*** Opening Recorded information ***
//! State-of-the-World delivery state machine.
//!
//! One [`StreamHandler`] exists per open stream. It tracks, per resource
//! type, what was last sent, what the client last acknowledged, and whether
//! a response is still in flight. The rules it enforces:
//!
//! - Responses for one type are strictly serialized: a new response for a
//!   type goes out only after the previous one was ACKed or NACKed.
//! - A version the client ACKed is never retransmitted.
//! - A version the client NACKed is never retransmitted either; the client
//!   keeps its last ACKed version as applied state until a strictly newer
//!   snapshot version is built.
//! - A request whose `response_nonce` does not match the in-flight nonce is
//!   stale (e.g. raced a reconnect) and is ignored.

use std::collections::HashMap;
use std::sync::Arc;

use tracing::{debug, info, trace, warn};

use data_plane_api::envoy::service::discovery::v3::{DiscoveryRequest, DiscoveryResponse};
use data_plane_api::google::protobuf::Any;

use flexds_cache::{ResourceSet, Snapshot, SnapshotCache};
use flexds_core::{NodeKey, ResourceKind};

use crate::metrics;
use crate::nonce::next_nonce;
use crate::stream::StreamContext;

/// Per-(stream, type) delivery state.
#[derive(Debug, Default)]
struct TypeState {
    /// Names the client subscribed to; empty means wildcard.
    resource_names: Vec<String>,
    /// Version of the response currently or last sent.
    sent_version: Option<String>,
    /// Nonce of the response currently or last sent.
    sent_nonce: Option<String>,
    /// Version the client last ACKed; its applied state.
    acked_version: Option<String>,
    /// Version the client last NACKed, kept for introspection.
    nacked_version: Option<String>,
    /// A response is in flight and unacknowledged.
    awaiting_ack: bool,
}

/// The per-stream protocol engine.
///
/// Purely synchronous; the surrounding stream task feeds it requests and
/// snapshot wakeups and forwards whatever responses it produces. That split
/// keeps the protocol laws testable without any gRPC plumbing.
#[derive(Debug)]
pub struct StreamHandler {
    cache: Arc<SnapshotCache>,
    ctx: StreamContext,
    node: Option<NodeKey>,
    states: HashMap<ResourceKind, TypeState>,
}

impl StreamHandler {
    /// Create a handler for a freshly opened stream.
    pub fn new(cache: Arc<SnapshotCache>) -> Self {
        Self {
            cache,
            ctx: StreamContext::new(),
            node: None,
            states: HashMap::new(),
        }
    }

    /// Stream bookkeeping (id, counters).
    #[inline]
    pub fn context(&self) -> &StreamContext {
        &self.ctx
    }

    /// The node this stream serves, once identified.
    #[inline]
    pub fn node(&self) -> Option<&NodeKey> {
        self.node.as_ref()
    }

    /// Resolve the client node from its first request and prime its cache
    /// entry from the reference snapshot if the node is unknown.
    ///
    /// Returns the key only when the node was newly identified, so the
    /// caller can open its cache watch.
    pub fn identify(&mut self, request: &DiscoveryRequest) -> Option<NodeKey> {
        if self.node.is_some() {
            return None;
        }
        let node = request.node.as_ref()?;
        if node.id.is_empty() {
            warn!(stream = %self.ctx.id(), "request carries an empty node id");
            return None;
        }

        let key = NodeKey::new(&node.id);
        if !self.cache.contains(&key) {
            if let Some(reference) = self.cache.get(&NodeKey::reference()) {
                debug!(stream = %self.ctx.id(), node = %key, "priming node from reference snapshot");
                self.cache.set(key.clone(), Snapshot::clone(&reference));
            }
        }

        self.ctx.set_node(node.id.clone());
        self.node = Some(key.clone());
        debug!(stream = %self.ctx.id(), node = %key, "node identified");
        Some(key)
    }

    /// Process one discovery request: classify it as subscription, ACK or
    /// NACK, then decide whether a response is due.
    pub fn handle_request(&mut self, request: &DiscoveryRequest) -> Option<DiscoveryResponse> {
        self.ctx.record_request();
        metrics::requests(&request.type_url).inc();

        let Some(kind) = ResourceKind::from_type_url(&request.type_url) else {
            warn!(
                stream = %self.ctx.id(),
                type_url = %request.type_url,
                "request for a resource type this server does not provide"
            );
            return None;
        };

        if self.node.is_none() {
            warn!(stream = %self.ctx.id(), "request before node identification");
            return None;
        }

        let state = self.states.entry(kind).or_default();
        state.resource_names = request.resource_names.clone();

        if request.response_nonce.is_empty() {
            // Initial subscription for this type, possibly a reconnect
            // carrying the client's current version.
            if !request.version_info.is_empty() {
                state.acked_version = Some(request.version_info.clone());
            }
        } else if state.sent_nonce.as_deref() == Some(request.response_nonce.as_str()) {
            state.awaiting_ack = false;
            if let Some(error) = &request.error_detail {
                warn!(
                    stream = %self.ctx.id(),
                    kind = %kind,
                    version = %request.version_info,
                    nonce = %request.response_nonce,
                    error = %error.message,
                    "received NACK"
                );
                metrics::nacks(kind.type_url()).inc();
                state.nacked_version = state.sent_version.clone();
                // acked_version stays: the client still applies its last
                // accepted configuration.
            } else {
                debug!(
                    stream = %self.ctx.id(),
                    kind = %kind,
                    version = %request.version_info,
                    nonce = %request.response_nonce,
                    "received ACK"
                );
                metrics::acks(kind.type_url()).inc();
                state.acked_version = Some(request.version_info.clone());
            }
        } else {
            trace!(
                stream = %self.ctx.id(),
                kind = %kind,
                nonce = %request.response_nonce,
                "stale response nonce, ignoring"
            );
            return None;
        }

        self.maybe_respond(kind)
    }

    /// Re-evaluate every subscribed type after a snapshot update for this
    /// stream's node. Returns the due responses in push-preference order.
    pub fn handle_snapshot_update(&mut self) -> Vec<DiscoveryResponse> {
        let subscribed: Vec<ResourceKind> = ResourceKind::ALL
            .into_iter()
            .filter(|kind| self.states.contains_key(kind))
            .collect();
        subscribed
            .into_iter()
            .filter_map(|kind| self.maybe_respond(kind))
            .collect()
    }

    /// Send the current snapshot state for `kind` if the client does not
    /// have it and nothing is in flight for that type.
    fn maybe_respond(&mut self, kind: ResourceKind) -> Option<DiscoveryResponse> {
        let node = self.node.as_ref()?;
        let snapshot = self.cache.get(node)?;
        let set = snapshot.resources(kind)?;
        let state = self.states.get_mut(&kind)?;

        if state.awaiting_ack {
            return None;
        }
        let version = set.version();
        if state.acked_version.as_deref() == Some(version) {
            return None;
        }
        // Covers both an unacknowledged in-flight version and a NACKed one:
        // neither is retransmitted.
        if state.sent_version.as_deref() == Some(version) {
            return None;
        }

        let resources = collect_resources(kind, set, &state.resource_names);
        let nonce = next_nonce();

        state.sent_version = Some(version.to_string());
        state.sent_nonce = Some(nonce.clone());
        state.awaiting_ack = true;

        self.ctx.record_response();
        metrics::responses(kind.type_url()).inc();
        info!(
            stream = %self.ctx.id(),
            kind = %kind,
            version = %version,
            count = resources.len(),
            "sending discovery response"
        );

        Some(DiscoveryResponse {
            version_info: version.to_string(),
            resources,
            type_url: kind.type_url().to_string(),
            nonce,
            ..Default::default()
        })
    }
}

fn collect_resources(kind: ResourceKind, set: &ResourceSet, names: &[String]) -> Vec<Any> {
    let to_any = |entry: &flexds_cache::ResourceEntry| Any {
        type_url: kind.type_url().to_string(),
        value: entry.body.clone(),
    };

    if names.is_empty() {
        set.iter().map(to_any).collect()
    } else {
        names.iter().filter_map(|name| set.get(name)).map(to_any).collect()
    }
}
*** Closing Recorded information ***
Among the lines above, find those with the string "struct" and copy them.

struct TypeState {
pub struct StreamHandler {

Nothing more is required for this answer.